Data excerpts Start Marker

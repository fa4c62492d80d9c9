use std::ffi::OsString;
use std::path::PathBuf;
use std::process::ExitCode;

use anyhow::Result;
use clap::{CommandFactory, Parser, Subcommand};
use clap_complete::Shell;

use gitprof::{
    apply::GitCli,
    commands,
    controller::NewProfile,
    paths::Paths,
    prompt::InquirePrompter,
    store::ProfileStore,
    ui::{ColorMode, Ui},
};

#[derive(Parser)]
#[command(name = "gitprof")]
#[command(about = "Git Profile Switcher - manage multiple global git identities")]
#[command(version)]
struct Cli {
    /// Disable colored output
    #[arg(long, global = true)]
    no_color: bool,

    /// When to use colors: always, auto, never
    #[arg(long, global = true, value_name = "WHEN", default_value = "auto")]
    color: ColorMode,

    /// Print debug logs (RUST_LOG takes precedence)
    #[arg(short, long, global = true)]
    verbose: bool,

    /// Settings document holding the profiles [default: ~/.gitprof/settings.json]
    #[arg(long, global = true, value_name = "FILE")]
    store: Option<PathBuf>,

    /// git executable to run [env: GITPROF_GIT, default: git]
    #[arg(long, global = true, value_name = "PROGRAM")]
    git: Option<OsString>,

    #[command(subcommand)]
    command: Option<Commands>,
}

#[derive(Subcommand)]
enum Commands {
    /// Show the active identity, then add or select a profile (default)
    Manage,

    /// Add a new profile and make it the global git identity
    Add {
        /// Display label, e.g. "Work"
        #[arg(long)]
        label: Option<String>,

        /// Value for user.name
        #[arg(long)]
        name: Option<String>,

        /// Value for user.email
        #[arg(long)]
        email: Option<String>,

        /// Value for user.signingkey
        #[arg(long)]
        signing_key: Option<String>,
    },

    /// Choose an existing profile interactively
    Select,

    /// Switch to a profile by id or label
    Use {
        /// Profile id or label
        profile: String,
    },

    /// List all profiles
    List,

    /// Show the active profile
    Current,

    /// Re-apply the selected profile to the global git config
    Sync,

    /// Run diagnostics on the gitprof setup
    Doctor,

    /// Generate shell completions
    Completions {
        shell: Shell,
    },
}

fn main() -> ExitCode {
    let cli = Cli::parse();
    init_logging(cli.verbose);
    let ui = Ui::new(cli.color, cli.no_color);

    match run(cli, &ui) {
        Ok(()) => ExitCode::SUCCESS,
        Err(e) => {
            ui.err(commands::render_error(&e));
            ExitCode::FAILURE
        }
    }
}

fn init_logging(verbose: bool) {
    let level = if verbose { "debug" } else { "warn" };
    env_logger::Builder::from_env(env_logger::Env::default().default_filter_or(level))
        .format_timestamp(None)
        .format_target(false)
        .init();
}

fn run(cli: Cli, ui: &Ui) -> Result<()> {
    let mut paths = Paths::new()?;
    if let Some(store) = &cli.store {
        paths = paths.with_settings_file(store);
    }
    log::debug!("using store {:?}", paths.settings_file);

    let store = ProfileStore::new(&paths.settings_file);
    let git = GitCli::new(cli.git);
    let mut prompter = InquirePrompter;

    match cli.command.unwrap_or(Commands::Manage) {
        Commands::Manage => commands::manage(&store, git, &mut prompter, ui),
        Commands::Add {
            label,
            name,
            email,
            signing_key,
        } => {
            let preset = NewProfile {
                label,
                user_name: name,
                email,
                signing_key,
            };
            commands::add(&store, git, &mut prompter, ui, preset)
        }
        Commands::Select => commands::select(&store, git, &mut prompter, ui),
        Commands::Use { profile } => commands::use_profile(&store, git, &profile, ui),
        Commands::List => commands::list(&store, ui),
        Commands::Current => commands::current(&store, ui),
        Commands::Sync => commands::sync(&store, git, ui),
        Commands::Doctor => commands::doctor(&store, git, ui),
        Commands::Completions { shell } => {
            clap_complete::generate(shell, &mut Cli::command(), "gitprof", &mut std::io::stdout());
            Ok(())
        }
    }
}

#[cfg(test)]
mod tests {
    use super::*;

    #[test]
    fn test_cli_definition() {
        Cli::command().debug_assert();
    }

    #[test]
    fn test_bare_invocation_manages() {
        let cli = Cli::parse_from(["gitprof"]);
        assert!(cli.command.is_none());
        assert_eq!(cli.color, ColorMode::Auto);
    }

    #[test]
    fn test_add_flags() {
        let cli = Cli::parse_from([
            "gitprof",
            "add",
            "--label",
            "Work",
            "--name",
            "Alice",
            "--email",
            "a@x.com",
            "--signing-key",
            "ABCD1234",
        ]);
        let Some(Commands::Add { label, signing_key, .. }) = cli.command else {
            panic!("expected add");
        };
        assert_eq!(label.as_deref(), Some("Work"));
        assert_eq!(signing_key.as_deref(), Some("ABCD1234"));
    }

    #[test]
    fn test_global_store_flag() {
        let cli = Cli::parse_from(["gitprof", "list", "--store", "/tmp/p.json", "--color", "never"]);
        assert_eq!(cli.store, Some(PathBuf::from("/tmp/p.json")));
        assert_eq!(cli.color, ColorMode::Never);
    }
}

Data excerpts End Marker
Data excerpts Start Marker

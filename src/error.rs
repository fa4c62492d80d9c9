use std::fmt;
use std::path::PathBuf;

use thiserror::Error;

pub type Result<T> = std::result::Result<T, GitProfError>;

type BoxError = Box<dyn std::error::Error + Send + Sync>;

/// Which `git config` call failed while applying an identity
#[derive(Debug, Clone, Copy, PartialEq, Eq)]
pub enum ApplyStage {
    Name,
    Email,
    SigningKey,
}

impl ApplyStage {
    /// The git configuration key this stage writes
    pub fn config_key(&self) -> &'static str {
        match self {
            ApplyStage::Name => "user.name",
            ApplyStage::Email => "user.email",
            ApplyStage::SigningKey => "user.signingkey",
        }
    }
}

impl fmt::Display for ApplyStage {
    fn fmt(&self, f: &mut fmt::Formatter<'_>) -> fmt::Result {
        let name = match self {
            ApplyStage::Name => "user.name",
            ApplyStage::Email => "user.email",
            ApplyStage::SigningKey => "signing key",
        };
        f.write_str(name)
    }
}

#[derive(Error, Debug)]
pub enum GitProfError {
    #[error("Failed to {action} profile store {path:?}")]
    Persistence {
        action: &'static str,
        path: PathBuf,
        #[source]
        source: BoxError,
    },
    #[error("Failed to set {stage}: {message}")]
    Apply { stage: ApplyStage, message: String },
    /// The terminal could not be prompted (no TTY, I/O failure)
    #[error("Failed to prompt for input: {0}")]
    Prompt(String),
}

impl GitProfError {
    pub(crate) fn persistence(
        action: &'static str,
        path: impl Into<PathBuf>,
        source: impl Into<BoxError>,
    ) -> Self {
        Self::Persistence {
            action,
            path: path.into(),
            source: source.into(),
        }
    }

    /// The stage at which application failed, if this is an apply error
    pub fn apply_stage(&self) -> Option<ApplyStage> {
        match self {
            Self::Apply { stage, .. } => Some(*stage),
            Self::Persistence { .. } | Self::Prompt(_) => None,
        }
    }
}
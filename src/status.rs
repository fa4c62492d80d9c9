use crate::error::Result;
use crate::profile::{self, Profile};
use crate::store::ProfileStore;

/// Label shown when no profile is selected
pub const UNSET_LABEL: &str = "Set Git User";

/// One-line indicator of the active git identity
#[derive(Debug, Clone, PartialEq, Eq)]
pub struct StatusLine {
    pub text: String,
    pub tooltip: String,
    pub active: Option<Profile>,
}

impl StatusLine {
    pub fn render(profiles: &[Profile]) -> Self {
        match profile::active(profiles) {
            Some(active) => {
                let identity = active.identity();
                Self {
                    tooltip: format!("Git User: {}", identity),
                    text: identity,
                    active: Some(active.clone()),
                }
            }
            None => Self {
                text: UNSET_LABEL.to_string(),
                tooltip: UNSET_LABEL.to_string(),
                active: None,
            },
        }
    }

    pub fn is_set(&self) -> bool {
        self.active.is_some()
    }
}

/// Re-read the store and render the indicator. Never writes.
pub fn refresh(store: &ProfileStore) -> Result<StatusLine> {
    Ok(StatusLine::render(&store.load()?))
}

Data excerpts End Marker
Data excerpts Start Marker

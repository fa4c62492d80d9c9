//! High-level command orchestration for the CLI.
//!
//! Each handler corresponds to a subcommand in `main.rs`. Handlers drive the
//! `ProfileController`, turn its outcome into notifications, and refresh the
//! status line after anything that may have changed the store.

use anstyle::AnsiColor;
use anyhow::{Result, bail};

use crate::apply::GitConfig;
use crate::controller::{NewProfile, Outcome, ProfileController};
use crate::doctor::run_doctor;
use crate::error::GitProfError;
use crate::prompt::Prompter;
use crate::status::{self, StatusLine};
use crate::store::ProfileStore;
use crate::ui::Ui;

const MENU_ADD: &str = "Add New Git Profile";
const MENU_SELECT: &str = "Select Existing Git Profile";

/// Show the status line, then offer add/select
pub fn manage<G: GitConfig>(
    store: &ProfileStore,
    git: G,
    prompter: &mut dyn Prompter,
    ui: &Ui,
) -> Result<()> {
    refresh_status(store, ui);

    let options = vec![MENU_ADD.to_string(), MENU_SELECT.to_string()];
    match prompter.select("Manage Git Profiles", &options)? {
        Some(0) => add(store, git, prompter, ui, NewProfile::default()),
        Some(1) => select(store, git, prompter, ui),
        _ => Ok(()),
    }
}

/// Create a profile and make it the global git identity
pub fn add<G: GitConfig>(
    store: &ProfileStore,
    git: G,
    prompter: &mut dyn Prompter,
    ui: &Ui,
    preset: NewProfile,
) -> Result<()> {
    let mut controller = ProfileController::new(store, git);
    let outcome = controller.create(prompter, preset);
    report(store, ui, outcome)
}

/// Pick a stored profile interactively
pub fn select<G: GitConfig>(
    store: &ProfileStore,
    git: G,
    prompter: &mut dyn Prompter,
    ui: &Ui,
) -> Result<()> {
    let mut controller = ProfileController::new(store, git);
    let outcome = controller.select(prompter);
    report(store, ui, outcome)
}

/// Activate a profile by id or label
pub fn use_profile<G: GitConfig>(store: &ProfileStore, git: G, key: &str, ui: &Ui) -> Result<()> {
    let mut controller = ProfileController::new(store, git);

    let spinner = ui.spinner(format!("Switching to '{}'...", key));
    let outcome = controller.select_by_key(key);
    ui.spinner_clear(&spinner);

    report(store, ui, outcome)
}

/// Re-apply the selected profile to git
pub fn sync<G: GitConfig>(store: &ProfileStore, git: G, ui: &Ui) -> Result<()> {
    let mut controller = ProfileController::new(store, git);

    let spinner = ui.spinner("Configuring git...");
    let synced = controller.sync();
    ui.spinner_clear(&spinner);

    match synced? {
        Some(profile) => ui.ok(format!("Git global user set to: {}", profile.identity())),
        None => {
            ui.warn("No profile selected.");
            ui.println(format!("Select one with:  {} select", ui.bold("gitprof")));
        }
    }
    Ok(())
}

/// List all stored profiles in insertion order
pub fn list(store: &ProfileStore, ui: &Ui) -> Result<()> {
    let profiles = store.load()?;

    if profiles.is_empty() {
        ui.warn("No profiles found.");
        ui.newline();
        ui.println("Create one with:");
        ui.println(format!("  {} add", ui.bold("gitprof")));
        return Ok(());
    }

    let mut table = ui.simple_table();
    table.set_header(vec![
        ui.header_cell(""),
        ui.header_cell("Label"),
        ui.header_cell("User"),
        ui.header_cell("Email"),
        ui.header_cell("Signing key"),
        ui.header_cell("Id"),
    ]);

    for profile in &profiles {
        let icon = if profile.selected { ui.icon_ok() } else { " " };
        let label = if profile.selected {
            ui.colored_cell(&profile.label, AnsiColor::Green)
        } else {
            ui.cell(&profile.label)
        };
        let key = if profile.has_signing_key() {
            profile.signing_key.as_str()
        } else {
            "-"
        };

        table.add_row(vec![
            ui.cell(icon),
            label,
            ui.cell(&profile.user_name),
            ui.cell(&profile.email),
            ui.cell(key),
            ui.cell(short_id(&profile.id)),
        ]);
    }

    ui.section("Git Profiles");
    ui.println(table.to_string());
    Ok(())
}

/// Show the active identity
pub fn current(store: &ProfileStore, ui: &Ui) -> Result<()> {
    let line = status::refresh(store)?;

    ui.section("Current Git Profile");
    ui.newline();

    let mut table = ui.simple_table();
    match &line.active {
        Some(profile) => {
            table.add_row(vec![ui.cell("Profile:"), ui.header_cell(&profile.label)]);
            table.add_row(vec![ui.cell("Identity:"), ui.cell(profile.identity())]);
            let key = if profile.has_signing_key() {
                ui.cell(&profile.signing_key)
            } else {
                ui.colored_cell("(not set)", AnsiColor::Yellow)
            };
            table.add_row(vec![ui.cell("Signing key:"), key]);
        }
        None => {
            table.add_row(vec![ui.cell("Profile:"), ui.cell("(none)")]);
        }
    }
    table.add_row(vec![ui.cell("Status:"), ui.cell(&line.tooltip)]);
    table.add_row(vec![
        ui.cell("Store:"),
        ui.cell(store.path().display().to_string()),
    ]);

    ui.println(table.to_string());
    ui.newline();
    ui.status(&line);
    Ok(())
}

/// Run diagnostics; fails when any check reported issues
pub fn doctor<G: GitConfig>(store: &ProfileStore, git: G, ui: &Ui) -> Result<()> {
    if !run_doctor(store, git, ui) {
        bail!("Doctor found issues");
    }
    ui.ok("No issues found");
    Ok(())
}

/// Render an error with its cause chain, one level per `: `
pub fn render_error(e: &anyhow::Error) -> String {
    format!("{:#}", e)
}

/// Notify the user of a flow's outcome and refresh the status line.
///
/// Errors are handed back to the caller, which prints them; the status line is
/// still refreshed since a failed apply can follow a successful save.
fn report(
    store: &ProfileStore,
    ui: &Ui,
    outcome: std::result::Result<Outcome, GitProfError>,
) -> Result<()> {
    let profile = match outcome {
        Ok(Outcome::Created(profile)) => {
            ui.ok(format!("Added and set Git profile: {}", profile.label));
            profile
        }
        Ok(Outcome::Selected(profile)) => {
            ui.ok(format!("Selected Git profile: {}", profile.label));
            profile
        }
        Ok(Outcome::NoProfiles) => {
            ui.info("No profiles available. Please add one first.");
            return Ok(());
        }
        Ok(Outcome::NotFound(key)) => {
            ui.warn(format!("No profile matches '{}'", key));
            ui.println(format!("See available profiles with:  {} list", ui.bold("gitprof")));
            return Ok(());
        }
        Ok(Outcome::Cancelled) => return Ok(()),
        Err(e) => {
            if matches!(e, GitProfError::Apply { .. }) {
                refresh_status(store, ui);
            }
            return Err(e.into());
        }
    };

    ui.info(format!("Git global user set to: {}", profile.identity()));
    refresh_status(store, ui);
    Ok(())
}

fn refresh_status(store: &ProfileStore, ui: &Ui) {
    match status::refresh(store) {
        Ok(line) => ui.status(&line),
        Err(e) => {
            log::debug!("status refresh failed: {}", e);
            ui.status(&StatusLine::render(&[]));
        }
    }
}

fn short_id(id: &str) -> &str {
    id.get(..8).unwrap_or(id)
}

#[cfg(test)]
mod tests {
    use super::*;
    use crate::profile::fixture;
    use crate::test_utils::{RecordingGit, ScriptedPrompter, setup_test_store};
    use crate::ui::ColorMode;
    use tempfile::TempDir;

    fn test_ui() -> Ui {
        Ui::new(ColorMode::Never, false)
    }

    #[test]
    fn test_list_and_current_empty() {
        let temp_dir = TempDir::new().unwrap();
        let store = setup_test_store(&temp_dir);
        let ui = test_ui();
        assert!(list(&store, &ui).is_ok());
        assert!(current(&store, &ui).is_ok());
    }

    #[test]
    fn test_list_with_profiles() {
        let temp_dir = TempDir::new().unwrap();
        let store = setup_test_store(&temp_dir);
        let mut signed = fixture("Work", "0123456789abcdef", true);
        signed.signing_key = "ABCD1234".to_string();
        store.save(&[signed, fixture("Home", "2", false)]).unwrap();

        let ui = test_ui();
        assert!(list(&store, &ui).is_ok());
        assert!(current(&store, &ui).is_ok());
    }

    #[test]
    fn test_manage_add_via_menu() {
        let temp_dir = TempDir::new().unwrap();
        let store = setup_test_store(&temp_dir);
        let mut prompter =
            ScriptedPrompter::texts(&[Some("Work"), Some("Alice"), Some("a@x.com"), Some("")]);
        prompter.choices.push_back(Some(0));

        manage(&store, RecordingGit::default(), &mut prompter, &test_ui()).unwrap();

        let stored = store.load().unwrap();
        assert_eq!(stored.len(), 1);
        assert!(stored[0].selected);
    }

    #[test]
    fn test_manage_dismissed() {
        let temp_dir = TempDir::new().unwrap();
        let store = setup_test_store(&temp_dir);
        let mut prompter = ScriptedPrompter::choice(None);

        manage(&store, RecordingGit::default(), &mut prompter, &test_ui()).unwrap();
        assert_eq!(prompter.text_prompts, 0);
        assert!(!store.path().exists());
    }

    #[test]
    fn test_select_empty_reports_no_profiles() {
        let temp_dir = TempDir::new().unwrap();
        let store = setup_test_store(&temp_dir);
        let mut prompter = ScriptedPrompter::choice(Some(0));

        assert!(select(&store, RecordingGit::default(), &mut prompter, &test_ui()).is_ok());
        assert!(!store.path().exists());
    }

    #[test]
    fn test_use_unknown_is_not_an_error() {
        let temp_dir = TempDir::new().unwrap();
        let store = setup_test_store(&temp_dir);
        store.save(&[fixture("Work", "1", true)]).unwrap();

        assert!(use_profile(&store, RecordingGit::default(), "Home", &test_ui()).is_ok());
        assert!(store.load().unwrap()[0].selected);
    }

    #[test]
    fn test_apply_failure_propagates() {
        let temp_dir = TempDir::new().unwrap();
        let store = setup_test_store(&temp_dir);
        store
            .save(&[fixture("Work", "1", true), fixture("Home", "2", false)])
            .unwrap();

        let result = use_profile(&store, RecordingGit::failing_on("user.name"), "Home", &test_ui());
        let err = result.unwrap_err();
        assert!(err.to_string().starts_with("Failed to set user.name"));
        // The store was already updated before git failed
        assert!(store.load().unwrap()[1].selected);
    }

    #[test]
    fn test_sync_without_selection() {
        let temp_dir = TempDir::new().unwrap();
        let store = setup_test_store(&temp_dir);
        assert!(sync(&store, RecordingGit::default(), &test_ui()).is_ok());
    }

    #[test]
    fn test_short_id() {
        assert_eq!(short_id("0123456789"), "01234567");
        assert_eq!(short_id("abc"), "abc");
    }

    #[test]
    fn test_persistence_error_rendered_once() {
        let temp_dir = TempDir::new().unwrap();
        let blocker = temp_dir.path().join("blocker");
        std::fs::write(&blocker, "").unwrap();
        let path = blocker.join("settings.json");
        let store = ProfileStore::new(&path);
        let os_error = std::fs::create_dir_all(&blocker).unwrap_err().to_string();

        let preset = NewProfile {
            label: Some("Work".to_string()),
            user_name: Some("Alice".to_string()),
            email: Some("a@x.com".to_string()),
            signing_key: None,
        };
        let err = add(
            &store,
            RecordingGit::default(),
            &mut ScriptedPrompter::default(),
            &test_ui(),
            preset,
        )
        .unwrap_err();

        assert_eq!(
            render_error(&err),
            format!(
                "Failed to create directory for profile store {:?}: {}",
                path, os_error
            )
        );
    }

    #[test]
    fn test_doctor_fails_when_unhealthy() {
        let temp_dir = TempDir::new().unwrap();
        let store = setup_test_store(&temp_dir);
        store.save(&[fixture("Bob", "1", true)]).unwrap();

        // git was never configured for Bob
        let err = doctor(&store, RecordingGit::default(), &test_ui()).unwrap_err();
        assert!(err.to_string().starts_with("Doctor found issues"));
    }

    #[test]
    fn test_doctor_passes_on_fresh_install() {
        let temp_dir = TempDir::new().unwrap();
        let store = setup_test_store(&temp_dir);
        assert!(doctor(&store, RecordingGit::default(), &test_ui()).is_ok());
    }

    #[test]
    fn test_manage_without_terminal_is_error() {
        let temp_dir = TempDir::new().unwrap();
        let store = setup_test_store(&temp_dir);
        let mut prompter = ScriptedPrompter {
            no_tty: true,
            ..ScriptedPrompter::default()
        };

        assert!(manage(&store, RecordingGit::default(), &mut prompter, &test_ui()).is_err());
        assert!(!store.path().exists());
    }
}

Data excerpts End Marker

## [Work to be completed]
Set down, exactly as they appear above, all lines from the one that has "let cli = Cli::parse();" down to the one that has "let level = if", including those two and no others.

## [Output below]
    let cli = Cli::parse();
    init_logging(cli.verbose);
    let ui = Ui::new(cli.color, cli.no_color);

    match run(cli, &ui) {
        Ok(()) => ExitCode::SUCCESS,
        Err(e) => {
            ui.err(commands::render_error(&e));
            ExitCode::FAILURE
        }
    }
}

fn init_logging(verbose: bool) {
    let level = if verbose { "debug" } else { "warn" };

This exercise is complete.